*Stored data entries*:
------------------------------------

//! CLI-level argument errors.

use crate::prelude::cli;

#[test]
fn unknown_subcommand_fails() {
    cli().args(&["frobnicate"]).fails().stderr_has("error");
}

#[test]
fn develop_without_a_request_fails() {
    cli().args(&["develop"]).fails();
}

#[test]
fn login_without_a_provider_fails() {
    cli().args(&["login"]).fails();
}

#[test]
fn login_rejects_an_unknown_provider() {
    cli().args(&["login", "not-a-real-provider"]).fails();
}

#[test]
fn run_rejects_a_missing_spec_file() {
    let project = crate::prelude::Project::empty();
    project
        .forge()
        .args(&["run", "nonexistent-workflow.json"])
        .fails()
        .stderr_has("nonexistent-workflow.json");
}
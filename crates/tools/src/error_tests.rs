// SPDX-License-Identifier: BUSL-1.1
// Copyright (c) 2026 Alfred Jean LLC

use super::*;

#[test]
fn renders_as_an_error_prefixed_string() {
    let err = ToolError::NotFound("src/main.rs".to_string());
    assert_eq!(err.to_tool_result(), "Error: not found: src/main.rs");
}

#[test]
fn access_denied_carries_its_reason() {
    let err = ToolError::AccessDenied("not in owned_files".to_string());
    assert_eq!(err.to_tool_result(), "Error: access denied: not in owned_files");
}
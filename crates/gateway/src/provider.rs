// SPDX-License-Identifier: BUSL-1.1
// Copyright (c) 2026 Alfred Jean LLC

//! Maps the CLI's `--provider` selection to the `"primary"` model's
//! [`ModelConfig`], loading whatever token `login` has stashed in the
//! [`TokenStore`] for that provider.

use std::time::Duration;

use crate::backend::{BackendKind, ThinkingLevel};
use crate::client::ModelConfig;
use crate::error::GatewayError;
use crate::token_store::TokenStore;

/// Registration key every Stage Task calls the gateway with.
pub const PRIMARY_MODEL: &str = "primary";

/// Provider slugs accepted by `--provider` and `login`/`logout`.
pub const PROVIDERS: &[&str] = &["claude", "google", "ollama"];

pub fn is_known_provider(provider: &str) -> bool {
    PROVIDERS.contains(&provider)
}

const DEFAULT_CALL_TIMEOUT_SECS: u64 = 120;
const DEFAULT_HALF_OPEN_AFTER_SECS: u64 = 30;

/// Build the `"primary"` [`ModelConfig`] for `provider`. Base URL and wire
/// model id are overridable via environment variables so a local proxy or a
/// pinned model version can be swapped in without code changes.
pub fn model_config_for(provider: &str, token_store: &TokenStore) -> Result<ModelConfig, GatewayError> {
    let token = token_store.load(provider)?.map(|t| t.access_token);

    let (backend, base_url_env, base_url_default, model_env, model_default, context_window) = match provider {
        "claude" => (
            BackendKind::Anthropic,
            "FORGE_CLAUDE_BASE_URL",
            "https://api.anthropic.com",
            "FORGE_CLAUDE_MODEL",
            "claude-opus-4-6-20260115",
            Some(200_000),
        ),
        "google" => (
            BackendKind::Google,
            "FORGE_GOOGLE_BASE_URL",
            "https://generativelanguage.googleapis.com",
            "FORGE_GOOGLE_MODEL",
            "gemini-2.5-pro",
            Some(1_000_000),
        ),
        "ollama" => (
            BackendKind::Ollama,
            "FORGE_OLLAMA_BASE_URL",
            "http://localhost:11434",
            "FORGE_OLLAMA_MODEL",
            "llama3",
            None,
        ),
        other => return Err(GatewayError::TokenStore(format!("unknown provider: {other}"))),
    };

    Ok(ModelConfig {
        model_name: PRIMARY_MODEL.to_string(),
        wire_model: std::env::var(model_env).unwrap_or_else(|_| model_default.to_string()),
        base_url: std::env::var(base_url_env).unwrap_or_else(|_| base_url_default.to_string()),
        backend,
        auth_header_name: None,
        auth_token: token,
        provider_name: Some(provider.to_string()),
        fallback_models: Vec::new(),
        thinking_level: ThinkingLevel::Off,
        timeout: Duration::from_secs(DEFAULT_CALL_TIMEOUT_SECS),
        context_window,
        half_open_after: Duration::from_secs(DEFAULT_HALF_OPEN_AFTER_SECS),
    })
}

#[cfg(test)]
#[path = "provider_tests.rs"]
mod tests;
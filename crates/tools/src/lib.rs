// SPDX-License-Identifier: BUSL-1.1
// Copyright (c) 2026 Alfred Jean LLC

#![cfg_attr(test, allow(clippy::panic))]
#![cfg_attr(test, allow(clippy::unwrap_used))]
#![cfg_attr(test, allow(clippy::expect_used))]

//! forge-tools: the filesystem/shell Tools API the Agent Loop dispatches
//! tool calls to, plus the MCP stdio fallback client for names the
//! built-in API doesn't recognize.

pub mod access;
pub mod ask;
pub mod bash;
pub mod error;
pub mod fs_tools;
pub mod mcp;
pub mod project;
pub mod registry;
pub mod search;

pub use access::AccessControl;
pub use bash::BashResult;
pub use error::ToolError;
pub use mcp::{McpClient, McpServerConfig};
pub use registry::{Dispatch, Tools};
pub use search::GrepMatch;
// SPDX-License-Identifier: BUSL-1.1
// Copyright (c) 2026 Alfred Jean LLC

//! Construction-time configuration for an [`crate::agent::Agent`].

use std::time::Duration;

use forge_tools::AccessControl;

/// Per-turn LLM call timeout, halved against the remaining wall-clock
/// budget on each turn so a single slow turn can't eat the whole run.
pub const DEFAULT_PER_TURN_TIMEOUT_SECS: u64 = 120;

pub const DEFAULT_MAX_TURNS: u32 = 20;

pub struct AgentConfig {
    pub name: String,
    pub system_prompt: String,
    pub model: String,
    pub max_turns: u32,
    pub per_turn_timeout: Duration,
    pub timeout: Option<Duration>,
    pub interactive: bool,
    pub allowed_tools: Option<Vec<String>>,
    pub access: AccessControl,
}

impl AgentConfig {
    pub fn new(name: impl Into<String>, system_prompt: impl Into<String>, model: impl Into<String>) -> Self {
        Self {
            name: name.into(),
            system_prompt: system_prompt.into(),
            model: model.into(),
            max_turns: DEFAULT_MAX_TURNS,
            per_turn_timeout: Duration::from_secs(DEFAULT_PER_TURN_TIMEOUT_SECS),
            timeout: None,
            interactive: false,
            allowed_tools: None,
            access: AccessControl::new(),
        }
    }

    pub fn with_max_turns(mut self, max_turns: u32) -> Self {
        self.max_turns = max_turns;
        self
    }

    pub fn with_timeout(mut self, timeout: Duration) -> Self {
        self.timeout = Some(timeout);
        self
    }

    pub fn with_interactive(mut self, interactive: bool) -> Self {
        self.interactive = interactive;
        self
    }

    pub fn with_allowed_tools(mut self, allowed_tools: Vec<String>) -> Self {
        self.allowed_tools = Some(allowed_tools);
        self
    }

    pub fn with_access(mut self, access: AccessControl) -> Self {
        self.access = access;
        self
    }
}
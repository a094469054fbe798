// SPDX-License-Identifier: BUSL-1.1
// Copyright (c) 2026 Alfred Jean LLC

//! WriteTestsTask: runs before ImplementTask so tests are written against
//! the acceptance criteria first, scoped to the stage's `test_files`
//! (never the implementation files it doesn't own).

use std::collections::BTreeMap;
use std::path::PathBuf;

use serde_json::{json, Value};

use forge_agent::{Agent, AgentConfig};
use forge_core::{Stage, TaskOutcome, TaskResult};
use forge_tools::AccessControl;

use crate::services::EngineServices;

fn test_paths(stage: &Stage) -> Vec<PathBuf> {
    stage
        .context
        .get_string_vec("test_files")
        .unwrap_or_default()
        .into_iter()
        .map(PathBuf::from)
        .collect()
}

fn build_prompt(stage: &Stage) -> String {
    let criteria = stage
        .context
        .get("acceptance_criteria")
        .and_then(Value::as_array)
        .map(|arr| arr.iter().filter_map(Value::as_str).collect::<Vec<_>>().join("\n"))
        .unwrap_or_default();

    let mut prompt = String::from(
        "Write tests that encode the following acceptance criteria. \
         Do not implement the feature itself.\n",
    );
    prompt.push_str(&criteria);
    prompt
}

pub async fn execute(stage: &Stage, services: &EngineServices) -> TaskOutcome {
    let project_root = stage
        .context
        .get_str("project_root")
        .map(PathBuf::from)
        .unwrap_or_else(|| services.project_root.clone());

    let owned = test_paths(stage);
    let access = if owned.is_empty() {
        AccessControl::new()
    } else {
        AccessControl::new().with_owned_files(owned)
    };

    let config = AgentConfig::new(
        "test-writer",
        "You write tests that encode acceptance criteria before any implementation exists. \
         Only modify the test files you own.",
        "primary",
    )
    .with_access(access);

    let mut agent = Agent::new(config, services.gateway.clone(), services.bus.clone(), project_root.clone(), Vec::new()).await;
    let prompt = build_prompt(stage);

    let response = match agent.run(&prompt).await {
        Ok(text) => text,
        Err(err) => return Ok(TaskResult::failed_continue(format!("test-writer agent failed: {err}"))),
    };

    let mut outputs = BTreeMap::new();
    outputs.insert("tests_written_summary".to_string(), json!(response));
    Ok(TaskResult::success_with(outputs))
}

#[cfg(test)]
#[path = "write_tests_tests.rs"]
mod tests;
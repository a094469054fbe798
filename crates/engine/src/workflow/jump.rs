// SPDX-License-Identifier: BUSL-1.1
// Copyright (c) 2026 Alfred Jean LLC

//! Applying a `TaskResult::JumpTo` to a running workflow: reset the target
//! stage and merge in the overrides a Task built with
//! [`forge_core::build_jump_overrides`].

use forge_core::{Stage, StageStatus, Workflow};

use crate::error::EngineError;

/// Reset `target_ref` to runnable and merge `overrides` into its context.
/// Creates the target stage (with no requisites, so it reruns immediately)
/// if the workflow doesn't already define it — a Task may jump to a stage
/// name the workflow assembler didn't pre-declare, e.g. a synthetic retry
/// target.
pub fn apply_jump(
    workflow: &mut Workflow,
    target_ref: &str,
    overrides: std::collections::BTreeMap<String, serde_json::Value>,
) -> Result<(), EngineError> {
    match workflow.stage_mut(target_ref) {
        Some(stage) => {
            stage.context.merge(overrides);
            stage.status = StageStatus::NotStarted;
            stage.outputs.clear();
        }
        None => {
            let mut stage = Stage::new(target_ref, target_ref, target_ref);
            stage.context.merge(overrides);
            workflow.add_stage(stage);
        }
    }
    Ok(())
}

#[cfg(test)]
#[path = "jump_tests.rs"]
mod tests;
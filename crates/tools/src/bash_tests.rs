// SPDX-License-Identifier: BUSL-1.1
// Copyright (c) 2026 Alfred Jean LLC

use super::*;

#[tokio::test]
async fn captures_stdout_and_exit_code() {
    let result = run("echo hello", None, Duration::from_secs(5)).await.unwrap();
    assert_eq!(result.stdout.trim(), "hello");
    assert_eq!(result.exit_code, 0);
}

#[tokio::test]
async fn non_zero_exit_is_not_an_error() {
    let result = run("exit 7", None, Duration::from_secs(5)).await.unwrap();
    assert_eq!(result.exit_code, 7);
}

#[tokio::test]
async fn respects_workdir() {
    let dir = tempfile::tempdir().unwrap();
    tokio::fs::write(dir.path().join("marker.txt"), "").await.unwrap();
    let result = run("ls", Some(dir.path()), Duration::from_secs(5)).await.unwrap();
    assert!(result.stdout.contains("marker.txt"));
}

#[tokio::test]
async fn times_out_long_running_commands() {
    let err = run("sleep 5", None, Duration::from_millis(50)).await.unwrap_err();
    assert!(matches!(err, ToolError::Timeout(_)));
}

#[test]
fn render_includes_exit_code_and_stderr_label() {
    let result = BashResult {
        stdout: "ok".to_string(),
        stderr: "warn".to_string(),
        exit_code: 0,
    };
    let rendered = result.render();
    assert!(rendered.contains("ok"));
    assert!(rendered.contains("stderr:\nwarn"));
    assert!(rendered.contains("[exit code: 0]"));
}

------------------------------------

*Your task*: Answer with one number: how many lines of the entries above include the word "response".

*Reply*: 2